X <- matrix(rnorm(n * p), n, p)
X.test <- matrix(0, 101, p)
X.test[, 1] <- seq(-2, 2, length.out = 101)
prob  <- 1 / (1 + exp(- (X[, 1] > 1 + rnorm(n))))
W <- rbinom(n, 1, prob)
Y <- 60 + true_effect * W + 5 * pmax(X[, 1], 0) + rnorm(n)
plot(X[, 1], X[, 2], col = as.factor(W))

#paste0("average treatment effect is: ", round(mean(pmax(X[, 1], 0)), 3))


#################################
#################################
#
# Inverse Probability Weighting
#
#################################
#################################

# use the random forest to get the propensity score 
dat  <- data.frame(W, X, Y)
n_features  <- length(setdiff(names(dat), "W"))
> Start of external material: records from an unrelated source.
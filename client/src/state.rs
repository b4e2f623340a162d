//! Session state for the todo client.
//!
//! Holds the cached todo collection plus the flags a front end renders
//! from. All transitions are synchronous and free of I/O, so they can be
//! exercised without a server.

use crate::api::Todo;

#[derive(Debug, Default, Clone, PartialEq, Eq)]
pub struct AppState {
    todos: Vec<Todo>,
    loading: bool,
    error: Option<String>,
    editing: Option<Todo>,
    show_completed: bool,
}

impl AppState {
    /// Returns the cached todo items in server order.
    pub fn todos(&self) -> &[Todo] {
        &self.todos
    }

    /// Returns whether a request is in flight.
    pub fn loading(&self) -> bool {
        self.loading
    }

    /// Returns the current error banner, if any.
    pub fn error(&self) -> Option<&str> {
        self.error.as_deref()
    }

    /// Returns the item currently under edit, if any.
    pub fn editing(&self) -> Option<&Todo> {
        self.editing.as_ref()
    }

    /// Returns whether completed items are shown.
    pub fn show_completed(&self) -> bool {
        self.show_completed
    }

    /// Returns the cached item with this id, if any.
    pub fn find_todo(&self, id: i32) -> Option<&Todo> {
        self.todos.iter().find(|todo| todo.id == id)
    }

    /// Returns the items the list view shows under the current filter.
    ///
    /// Hiding completed items is purely view-side; the cache always holds
    /// the full collection.
    pub fn visible_todos(&self) -> Vec<&Todo> {
        self.todos
            .iter()
            .filter(|todo| self.show_completed || !todo.is_complete)
            .collect()
    }

    /// Marks a request as started and clears a previous error banner.
    pub fn begin_request(&mut self) {
        self.loading = true;
        self.error = None;
    }

    /// Records a failed request. The cache stays as it was.
    pub fn fail(&mut self, message: impl Into<String>) {
        self.error = Some(message.into());
        self.loading = false;
    }

    /// Clears the loading flag without touching anything else.
    pub fn clear_loading(&mut self) {
        self.loading = false;
    }

    /// Replaces the cache with a freshly fetched collection.
    pub fn finish_load(&mut self, todos: Vec<Todo>) {
        self.todos = todos;
        self.loading = false;
    }

    /// Appends a newly created item to the cache.
    pub fn finish_create(&mut self, todo: Todo) {
        self.todos.push(todo);
        self.loading = false;
    }

    /// Replaces the cached entry matching the updated item's id.
    pub fn finish_update(&mut self, todo: Todo) {
        if let Some(existing) = self.todos.iter_mut().find(|t| t.id == todo.id) {
            *existing = todo;
        }
        self.loading = false;
    }

    /// Drops an item from the cache after a confirmed delete.
    pub fn finish_delete(&mut self, id: i32) {
        self.todos.retain(|todo| todo.id != id);
        self.loading = false;
    }

    /// Starts editing the cached item with this id.
    ///
    /// Returns false when the id is not cached; the editing marker stays
    /// unchanged in that case.
    pub fn start_editing(&mut self, id: i32) -> bool {
        match self.find_todo(id).cloned() {
            Some(todo) => {
                self.editing = Some(todo);
                true
            }
            None => false,
        }
    }

    /// Clears the editing marker.
    pub fn cancel_editing(&mut self) {
        self.editing = None;
    }

    /// Sets whether completed items are shown.
    pub fn set_show_completed(&mut self, show: bool) {
        self.show_completed = show;
    }
}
# A. ranger (probability tree)
rf1_ranger  <- ranger(
    W ~ ., 
    data = dat, 
    mtry = min(ceiling(sqrt(n_features) + 20), n_features),  
    num.trees = 2000, 
    probability =  TRUE
)
# OOB predictions from ranger
p.ranger  <- rf1_ranger$predictions[, 1]  
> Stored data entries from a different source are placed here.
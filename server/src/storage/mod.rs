use std::sync::Arc;

use crate::todo::TodoItem;

pub mod database;
pub mod memory;

pub use database::DbTodoRepository;
pub use memory::InMemoryTodoRepository;

/// Error type for todo storage operations.
#[derive(Debug, thiserror::Error)]
pub enum StorageError {
    /// The stored row changed or vanished between a lookup and the write.
    #[error("stored todo item changed or vanished during write")]
    Conflict,
    /// Represents a backend fault the caller cannot act on.
    #[error("storage backend error: {0}")]
    Backend(#[from] anyhow::Error),
}

/// Persistence boundary for todo items.
///
/// Both backends assign ids monotonically per store instance; an id is
/// never handed out twice, even after the item it belonged to has been
/// deleted.
#[cfg_attr(test, mockall::automock)]
#[async_trait::async_trait]
pub trait TodoRepository: Send + Sync {
    /// Stores a new item and returns it with its assigned id.
    async fn add(&self, title: String, is_complete: bool) -> Result<TodoItem, StorageError>;

    /// Looks up an item by its id.
    async fn find(&self, id: i32) -> Result<Option<TodoItem>, StorageError>;

    /// Returns all items, ordered by id.
    async fn list(&self) -> Result<Vec<TodoItem>, StorageError>;

    /// Writes back the full mutable state of an existing item.
    ///
    /// Fails with [`StorageError::Conflict`] when the row is no longer
    /// there.
    async fn persist(&self, todo: &TodoItem) -> Result<(), StorageError>;

    /// Deletes an item. Removing an item that is already gone is a no-op.
    async fn remove(&self, todo: &TodoItem) -> Result<(), StorageError>;

    /// Checks that the backend is reachable.
    async fn ping(&self) -> Result<(), StorageError>;
}

/// Storage backend selection, resolved once at startup.
#[derive(Debug, Clone, PartialEq, Eq)]
pub enum StorageConfig {
    InMemory,
    Database { url: String },
}

impl StorageConfig {
    /// Derives the backend from the configured connection string.
    ///
    /// Absent and blank strings select the in-memory table, as do strings
    /// still carrying an unexpanded `${..}` placeholder from the
    /// deployment environment.
    pub fn from_database_url(database_url: Option<&str>) -> Self {
        match database_url {
            Some(url) if !url.trim().is_empty() && !url.contains("${") => StorageConfig::Database {
                url: url.to_string(),
            },
            _ => StorageConfig::InMemory,
        }
    }
}

/// Connects the selected backend and returns it as a shared repository.
///
/// For the relational backend this also creates the todos table if it is
/// not there yet.
pub async fn connect(config: &StorageConfig) -> anyhow::Result<Arc<dyn TodoRepository>> {
    match config {
        StorageConfig::InMemory => {
            tracing::info!("Using in-memory todo storage");
            Ok(Arc::new(InMemoryTodoRepository::new()))
        }
        StorageConfig::Database { url } => {
            let db = sea_orm::Database::connect(url.as_str()).await?;
            database::ensure_schema(&db).await?;
            tracing::info!("Connected to the todo database");
            Ok(Arc::new(DbTodoRepository::new(db)))
        }
    }
}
# B. probability tree using GRF

# cross-fitting index 
K  <- 10
ind  <- sample(1:length(W), replace = FALSE, size = length(W))
folds  <- cut(1:length(W), breaks = K, labels = FALSE)
index  <- matrix(0, nrow = length(ind) / K, ncol = K)
for(f in 1:K){
    index[, f]  <- ind[which(folds == f)]
}

# Build RF using GRF P(W = 1 | X)
fun.rf.grf  <- function(X, W, predictkfold){
    rf_grf  <- regression_forest(X, W, tune.parameters = "all")
    p.grf  <- predict(rf_grf, predictkfold)$predictions
    return(p.grf)
}

# storing 
predict.mat  <- matrix(0, nrow = nrow(index), ncol = K)
tauk  <- rep(0, K)
tauk_oracle  <- rep(0, K)
weighttau  <- rep(0, K)
score  <-  list()
score_oracle  <- list()

# for each fold i use other folds for estimation 
for(i in seq(1:K)){
    predict.mat[, i]  <- fun.rf.grf(X = X[c(index[, -i]), ], W = W[index[, -i]], predictkfold = X[c(index[, i]), ])
    # fold-specific treatment effect
    score[[i]]  <- ((W[index[, i]] * Y[index[, i]]) / (predict.mat[, i])) - 
                (((1 - W[index[, i]]) * Y[index[, i]]) / (1 - predict.mat[, i]))

    tauk[i]  <- mean(score[[i]])
}

# ipw using oracle propensity score and propensity score estimated from grf 
alpha  <-  0.05 # 5 percent level of significance
#ipw.ranger  <- mean(((W * Y) / (p.ranger)) - (((1 - W) * Y) / (1 - p.ranger))) 
ipw.grf  <- mean(unlist(score))
score_oracle  <- ((W * Y) / (prob)) - 
                ((1 - W) * Y / (1 - prob))
ipw.oracle  <- mean(score_oracle)

sd.ipw  <-  sd(unlist(score))
sd.oracle  <-  sd(score_oracle)
ll  <- ipw.grf - (sd.ipw / sqrt(length(unlist(score)))) * qnorm(1 - alpha/2)
ul  <- ipw.grf + (sd.ipw / sqrt(length(unlist(score)))) * qnorm(1 - alpha/2)
ll_oracle  <- ipw.oracle - (sd.oracle / sqrt(length(score_oracle))) * qnorm(1 - alpha/2)
ul_oracle  <- ipw.oracle + (sd.oracle / sqrt(length(score_oracle))) * qnorm(1 - alpha/2)

result.ipw  <- c("IPW estimate" = round(ipw.grf, 3), "se" = round(sd.ipw / (sqrt(length(W))), 3),
                 "lower bound" = round(ll, 3), "upper bound" = round(ul, 3))

result.oracle.ipw  <- c("IPW Oracle estimate" = round(ipw.oracle, 3), "se" = round(sd.oracle / (sqrt(length(W))), 3),
                 "lower bound" = round(ll_oracle, 3), "upper bound" = round(ul_oracle, 3))                 

print(result.ipw)

## IPW estimate           se  lower bound  upper bound 
##       15.508        3.092        9.448       21.568

print(result.oracle.ipw)

## IPW Oracle estimate                  se         lower bound         upper bound 
##              16.496               3.165              10.294              22.699

What? Despite having true propensity score, the Oracle IPW underperforms in accuracy compared to the IPW estimate with unknown propensity score. Why is it so?